(Québec) Plusieurs groupes, comme l’UPA, Équiterre ou Québec solidaire, demandent au gouvernement Legault de retirer de sa loi sur la réduction du fardeau administratif les dispositions favorisant le morcellement des terres agricoles. Ils réclament une nouvelle pièce législative et un débat portant uniquement sur cette question.

« Le morcellement des terres va bien au-delà̀ des allègements étudiés par la Commission de l’économie et du travail. Modifier de façon substantielle la loi sur la protection du territoire agricole et les compétences de la commission de la protection du territoire agricole nécessite une étude approfondie […] Ce n’est pas le cas actuellement par le biais d’un projet de loi qui n’a rien à voir avec l’agriculture, la relève agricole ou l’autonomie alimentaire du Québec », ont indiqué mardi l’Union des producteurs agricoles (UPA), la Fédération de la relève agricole du Québec (FRAQ), le Centre québécois du droit de l’environnement (CQDE), Équiterre et Vivre en Ville dans un communiqué de presse.

En parallèle, Québec solidaire (QS) a fait la même demande. « [Le ministre de l’Agriculture] André Lamontagne veut opérer une petite révolution en agriculture.
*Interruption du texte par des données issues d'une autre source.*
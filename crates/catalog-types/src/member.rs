use serde::{Deserialize, Serialize};
use std::str::FromStr;

/// A principal reference as it appears in a request or an ACL entry.
///
/// Groups are written `@name`. `*` matches any authenticated or anonymous
/// caller. `anonymous` and `admin` are reserved words and cannot be used as
/// user names.
#[derive(Debug, Clone, PartialEq, Eq, Hash, PartialOrd, Ord, Serialize, Deserialize)]
#[serde(try_from = "String", into = "String")]
pub enum Member {
    User(String),
    Group(String),
    /// The `*` wildcard.
    Anyone,
    Anonymous,
    /// The reserved daemon principal, resolved through the daemon-ACL table.
    Admin,
}

impl Member {
    pub fn user<S: Into<String>>(name: S) -> Self {
        Self::User(name.into())
    }

    pub fn group<S: Into<String>>(name: S) -> Self {
        Self::Group(name.into())
    }

    pub fn is_exempt_from_study_precondition(&self) -> bool {
        matches!(self, Self::Anyone | Self::Anonymous)
    }
}

impl std::fmt::Display for Member {
    fn fmt(&self, fmt: &mut std::fmt::Formatter) -> std::fmt::Result {
        match self {
            Self::User(name) => write!(fmt, "{name}"),
            Self::Group(name) => write!(fmt, "@{name}"),
            Self::Anyone => write!(fmt, "*"),
            Self::Anonymous => write!(fmt, "anonymous"),
            Self::Admin => write!(fmt, "admin"),
        }
    }
}

impl From<Member> for String {
    fn from(member: Member) -> String {
        member.to_string()
    }
}

impl FromStr for Member {
    type Err = String;

    fn from_str(s: &str) -> Result<Self, String> {
        match s {
            "" => Err("empty member reference".to_string()),
            "*" => Ok(Self::Anyone),
            "anonymous" => Ok(Self::Anonymous),
            "admin" => Ok(Self::Admin),
            s => match s.strip_prefix('@') {
                Some("") => Err("empty group name in member reference".to_string()),
                Some(group) => Ok(Self::Group(group.to_string())),
                None => Ok(Self::User(s.to_string())),
            },
        }
    }
}

impl TryFrom<String> for Member {
    type Error = String;

    fn try_from(s: String) -> Result<Self, String> {
        s.parse()
    }
}
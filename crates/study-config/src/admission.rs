//! File and sample admission: the bookkeeping that must hold before a file
//! can be loaded into a study. Sample names get stable numeric ids in the
//! configuration bimap, the samples-in-file map must mirror the file's
//! declared sample set exactly, and a file name/id pair may only be
//! registered once.

use catalog_types::study_config::StudyConfiguration;
use catalog_types::{CatalogError, FileId, SampleId};
use std::collections::{BTreeSet, HashMap};

/// What the loader knows about the file being admitted.
#[derive(Debug, Clone)]
pub struct FileMetadata {
    pub file_id: FileId,
    pub file_name: String,
    /// Sample names as declared by the file, in file order.
    pub sample_names: Vec<String>,
}

/// Validate (or assign) sample ids and register the file. Explicit
/// `sample_name -> id` mappings are honored when supplied; otherwise ids are
/// auto-assigned by position-in-file, then current sample count, then
/// `max + 1`.
pub fn check_and_update_study_configuration(
    config: &mut StudyConfiguration,
    metadata: &FileMetadata,
    explicit: Option<&HashMap<String, SampleId>>,
) -> Result<(), CatalogError> {
    if let Some(mapping) = explicit {
        for (name, id) in mapping {
            if !metadata.sample_names.iter().any(|s| s == name) {
                return Err(CatalogError::InvalidArgument(format!(
                    "sample '{name}' is not declared by file '{}'",
                    metadata.file_name
                )));
            }
            if *id < 0 {
                return Err(CatalogError::InvalidArgument(format!(
                    "sample '{name}' has a malformed id {id}"
                )));
            }
            match config.sample_ids.id(name) {
                Some(existing) if existing != *id => {
                    return Err(CatalogError::Conflict(format!(
                        "sample '{name}' is already registered with id {existing}, not {id}"
                    )));
                }
                _ => config.sample_ids.insert(name, *id)?,
            }
        }
    }

    // Auto-assign whatever the explicit mapping did not cover.
    for (position, name) in metadata.sample_names.iter().enumerate() {
        if config.sample_ids.id(name).is_some() {
            continue;
        }
        let id = assign_sample_id(config, position as SampleId);
        config.sample_ids.insert(name, id)?;
    }

    let declared: BTreeSet<SampleId> = metadata
        .sample_names
        .iter()
        .map(|name| {
            config
                .sample_ids
                .id(name)
                .expect("every declared sample was just registered")
        })
        .collect();

    match config.samples_in_file.get(&metadata.file_id) {
        Some(existing) if *existing != declared => {
            return Err(CatalogError::Conflict(format!(
                "file '{}' is already registered with a different sample set",
                metadata.file_name
            )));
        }
        _ => {
            config
                .samples_in_file
                .insert(metadata.file_id, declared);
        }
    }

    check_new_file(config, metadata.file_id, &metadata.file_name)
}

fn assign_sample_id(config: &StudyConfiguration, position: SampleId) -> SampleId {
    if !config.sample_ids.contains_id(position) {
        return position;
    }
    let count = config.sample_ids.len() as SampleId;
    if !config.sample_ids.contains_id(count) {
        return count;
    }
    config.sample_ids.max_id().unwrap_or(-1) + 1
}

/// Register the file in the name<->id bimap. Fails when the name maps to a
/// different id, the id maps to a different name, or the id was already
/// indexed.
pub fn check_new_file(
    config: &mut StudyConfiguration,
    file_id: FileId,
    file_name: &str,
) -> Result<(), CatalogError> {
    if let Some(existing) = config.file_ids.id(file_name) {
        if existing != file_id {
            return Err(CatalogError::Conflict(format!(
                "file '{file_name}' is already registered with id {existing}"
            )));
        }
    }
    if let Some(existing) = config.file_ids.name(file_id) {
        if existing != file_name {
            return Err(CatalogError::Conflict(format!(
                "file id {file_id} is already registered as '{existing}'"
            )));
        }
    }
    if config.indexed_files.contains(&file_id) {
        return Err(CatalogError::Conflict(format!(
            "file '{file_name}' ({file_id}) is already indexed"
        )));
    }
    config.file_ids.insert(file_name, file_id)?;
    Ok(())
}
//! Hierarchical permission resolution and ACL administration.
//!
//! Resolution order for any entity: study owner, then the admin daemon's
//! separate ACL table, then entity-level entries for the member triple
//! `[user, group, *]`, then (files only) the ancestor-path walk, and finally
//! the study-level ACL projected through the derivation table.

pub mod context;
pub mod filter;
pub mod mutator;
pub mod resolver;

pub use context::AuthContext;
pub use filter::{Annotated, Secured};
pub use mutator::{AclMutator, AclUpdate};
pub use resolver::{Decision, PermissionResolver};

#[cfg(test)]
mod tests;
C’est majeur et ça a le potentiel de révolutionner l’agriculture, mais ça a aussi le potentiel de nuire énormément. […] Il ne peut pas passer par la porte d’en arrière pour faire ces modifications », déplore la porte-parole en matière d’agriculture de QS, Émilise Lessard-Therrien.

La Presse rapportait lundi que le gouvernement Legault veut « favoriser le morcellement » des terres agricoles pour soutenir le développement des petites fermes avec l’appui des cultivateurs bios avec des dispositions inscrites dans un projet de loi porté par le ministère de l’Économie.

Étalement urbain caché

Il s’est toutefois buté à l’UPA qui craint un étalement urbain caché avec la multiplication de « maisons-manoirs » appartenant à des gens de la ville à la recherche de résidences secondaires. La crainte d’un étalement urbain caché et d’une perte de vocation du territoire agricole est partagée par d’autres groupes, comme Équiterre.

« Une terre agricole morcelée est beaucoup plus facile à dézoner. Le morcellement, c’est la tarte aux pommes, tout le monde est favorable, mais on ne s’entend pas sur l’ustensile. Dans le projet de loi actuel, il n’y a pas de garantie que la vocation agricole sera maintenue à long terme », explique Mme Lessard-Therrien.

Elle souhaite que le gouvernement Legault dépose un nouveau projet de loi qui ira plus en profondeur et qui s’attaquera également à d’autres problèmes, comme la financiarisation des terres agricoles.

Quant aux groupes, ils estiment qu’une pièce législative portée par le ministre Lamontagne permettrait d’étudier en profondeur « l’accès aux terres agricoles pour la relève et la diversification de l’agriculture, le financement des programmes dédiés à la relève, la financiarisation, la surenchère et l’accaparement des terres de moindre superficie, l’obligation de maintenir en culture les lots en zone agricole, la facilitation de l’accès aux terres par des conditions de location avantageuses et à long terme, et des incitatifs fiscaux pour favoriser la location ou la vente des terres à de jeunes agriculteurs », écrivent-ils.

De son côté, le gouvernement veut aider les villages qui se dévitalisent et permettre à la relève agricole d’obtenir des terres de la bonne dimension. Il a reçu l’appui de l’Union paysanne, notamment. Le système actuel, déplore le ministre, « rends la vie très difficile à des jeunes qui ont de bons projets » et 25 % des agriculteurs de la relève souhaitent se diriger vers un modèle alternatif qui repose sur une petite production, vendue à proximité dans un marché public ou en panier livrer directement au consommateur.

Le ministre André Lamontagne ne croit pas que cette ouverture au morcellement favorise l’étalement urbain. « Les craintes que je peux lire, honnêtement, c’est davantage dans l’interprétation un peu, ou l’imagination de l’interprétation qu’on peut faire en faisant peut-être des raccourcis », a-t-il dit lundi en entrevue avec La Presse.